Recent 2012 Shark Attacks and 2012 Shark Attack Related Incidents

08/28/2012 Jon Hines - Australia

Postby alb » Tue Aug 28, 2012 8:45 am

Man survives shark attack at remote Carnarvon location

A MAN has survived a terrifying shark attack near the popular surf break of Red Bluff, about 150km north of Carnarvon in WA's Gascoyne region, this afternoon.

The man, believed to be a 34-year-old, had been surfing at the remote location when the predator struck about 3.25pm. An emergency call was made to the Water Police about four minutes later.

Initial reports from police suggested the man had sustained leg and abdominal injuries but was conscious.

However, it has now emerged that the surfer was bitten on the abdomen and suffered serious wounds to his right arm as he tried to fend off the shark.

He was taken to Carnarvon Hospital where he underwent preliminary medical assessment.

The Royal Flying Doctor Service will ferry the man to Perth tonight. He is expected to land at Jandakot Airport at 11pm and will be taken to Royal Perth Hospital for further medical treatment.

One eye-witness told ABC Radio that her children had helped carry the injured man from the water in the wake of the attack, but no one in the ocean appeared to have seen the incident unfold.

"The water was full of blood, that's about it,'' the woman told the ABC.

"He was conscious the whole way back though, he was OK. He was in good spirits, as well as he could be.''

Department of Fisheries regional manager Tony Cappelluti said while the man's injuries were serious, they did not appear to be life-threatening.

"The surfer was attacked by the shark, was bitten on the abdomen somewhere, tried to fend off the shark.
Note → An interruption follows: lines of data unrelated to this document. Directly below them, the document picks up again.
#[test]
fn test_removed_listener_not_called() {
    let (transport, channel) = established();
    let listener = Counter::<Message>::new();
    let handle: Arc<dyn EnvelopeListener<Message>> = listener.clone();
    channel.add_message_listener(handle.clone(), false);
    assert!(channel.remove_message_listener(&handle));

    transport.raise_on_receive(message().into());
    assert_eq!(listener.count(), 0);
}

#[test]
fn test_enqueued_session_listener_fires_once() {
    let (transport, channel) = established();
    let listener = Counter::<Session>::new();
    channel.enqueue_session_listener(listener.clone());

    let mut session = Session::new(SessionState::Established);
    session.header.id = Some("session-1".to_string());
    transport.raise_on_receive(session.clone().into());
    transport.raise_on_receive(session.into());

    assert_eq!(listener.count(), 1);
}

// =============================================================================
// Recipient Filling Tests
// =============================================================================

#[test]
fn test_missing_recipients_filled_from_session() {
    let (transport, channel) = channel_in(
        SessionState::Established,
        ChannelConfig::default().with_fill_envelope_recipients(true),
    );
    let listener = Counter::<Message>::new();
    channel.add_message_listener(listener.clone(), true);

    let mut incoming = message();
    incoming.header.from = None;
    incoming.header.to = None;
    incoming.header.pp = Some(Node::parse("relay@example.org/1").unwrap());
    transport.raise_on_receive(incoming.into());

    let received = listener.last.lock().unwrap().clone().unwrap();
    assert_eq!(received.header.from, Some(remote_node()));
    assert_eq!(received.header.to, Some(local_node()));
    assert_eq!(received.header.pp, None);
}

#[test]
fn test_recipients_untouched_when_filling_disabled() {
    let (transport, channel) = established();
    let listener = Counter::<Message>::new();
    channel.add_message_listener(listener.clone(), true);

    let mut incoming = message();
    incoming.header.from = None;
    incoming.header.to = None;
    transport.raise_on_receive(incoming.into());

    let received = listener.last.lock().unwrap().clone().unwrap();
    assert_eq!(received.header.from, None);
    assert_eq!(received.header.to, None);
}

// =============================================================================
// Ping Tests
// =============================================================================

#[test]
fn test_ping_auto_reply() {
    let (transport, channel) = channel_in(
        SessionState::Established,
        ChannelConfig::default().with_auto_reply_pings(true),
    );
    let listener = Counter::<Command>::new();
    channel.add_command_listener(listener.clone(), false);

    let mut ping = Command::ping_request();
    ping.header.from = Some(remote_node());
    transport.raise_on_receive(ping.clone().into());

    let sent = transport.sent();
    assert_eq!(sent.len(), 1);
    match &sent[0] {
        Envelope::Command(reply) => {
            assert_eq!(reply.header.id, ping.header.id);
            assert_eq!(reply.header.to, Some(remote_node()));
            assert_eq!(reply.status, Some(CommandStatus::Success));
            assert_eq!(reply.media_type.as_deref(), Some(PING_MEDIA_TYPE));
        }
        other => panic!("expected a command, got {:?}", other),
    }
    assert_eq!(listener.count(), 0);
}

#[test]
fn test_other_get_commands_are_dispatched() {
    let (transport, channel) = established();
    let listener = Counter::<Command>::new();
    channel.add_command_listener(listener.clone(), false);

    transport.raise_on_receive(command().into());
    assert_eq!(transport.sent_count(), 0);
    assert_eq!(listener.count(), 1);
}

// =============================================================================
// Session Transition Tests
// =============================================================================

#[test]
fn test_received_session_updates_state_before_dispatch() {
    let (transport, channel) = channel_in(SessionState::Authenticating, ChannelConfig::default());
    let observed = Arc::new(Mutex::new(None));
    let handle = channel.downgrade();
    let o = observed.clone();
    channel.add_session_listener(
        Arc::new(move |_: &Session| {
            let channel = handle.upgrade().unwrap();
            *o.lock().unwrap() = Some((channel.state(), channel.local_node()));
        }),
        true,
    );

    let mut established = Session::new(SessionState::Established);
    established.header.id = Some("session-2".to_string());
    established.header.from = Some(remote_node());
    established.header.to = Some(Node::parse("alice@example.org/work").unwrap());
    transport.raise_on_receive(established.into());

    let (state, local) = observed.lock().unwrap().clone().unwrap();
    assert_eq!(state, SessionState::Established);
    assert_eq!(local.unwrap().to_string(), "alice@example.org/work");
    assert_eq!(channel.session_id().as_deref(), Some("session-2"));
}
The shark has then bitten him on the arm and he's got some fairly serious arm injuries,'' Mr Cappelluti said.

The species of the shark has not been confirmed by fisheries experts.

Mr Cappelluti said there had been no recent shark sighting reports at Red Bluff, an extremely remote area of the WA coastline that was well frequented by surfers.

"It's a popular surf area, huge waves and a very, very prestine area.''

"We are not aware of any reports of shark sightings in the area. It's a fairly remote location, frequented by surfers all year round. It's quite isolated, very pristine.''

In July, Ben Linden, 24, became WA’s fifth fatal shark attack victim in just 10 months when he was attacked at Wedge Island, north of Perth.

A talented musician and cabinetmaker by trade, he was taken by a 4m white pointer about 9am on July 14.

In April 2011, a teenager was bitten after trying to feed a one metre reef shark with the carcass of a fish he had just cleaned on a beach near Red Bluff, about 140km north of Carnarvon.

The teen spent the night at a local hospital but was later flown to Perth for specialist treatment.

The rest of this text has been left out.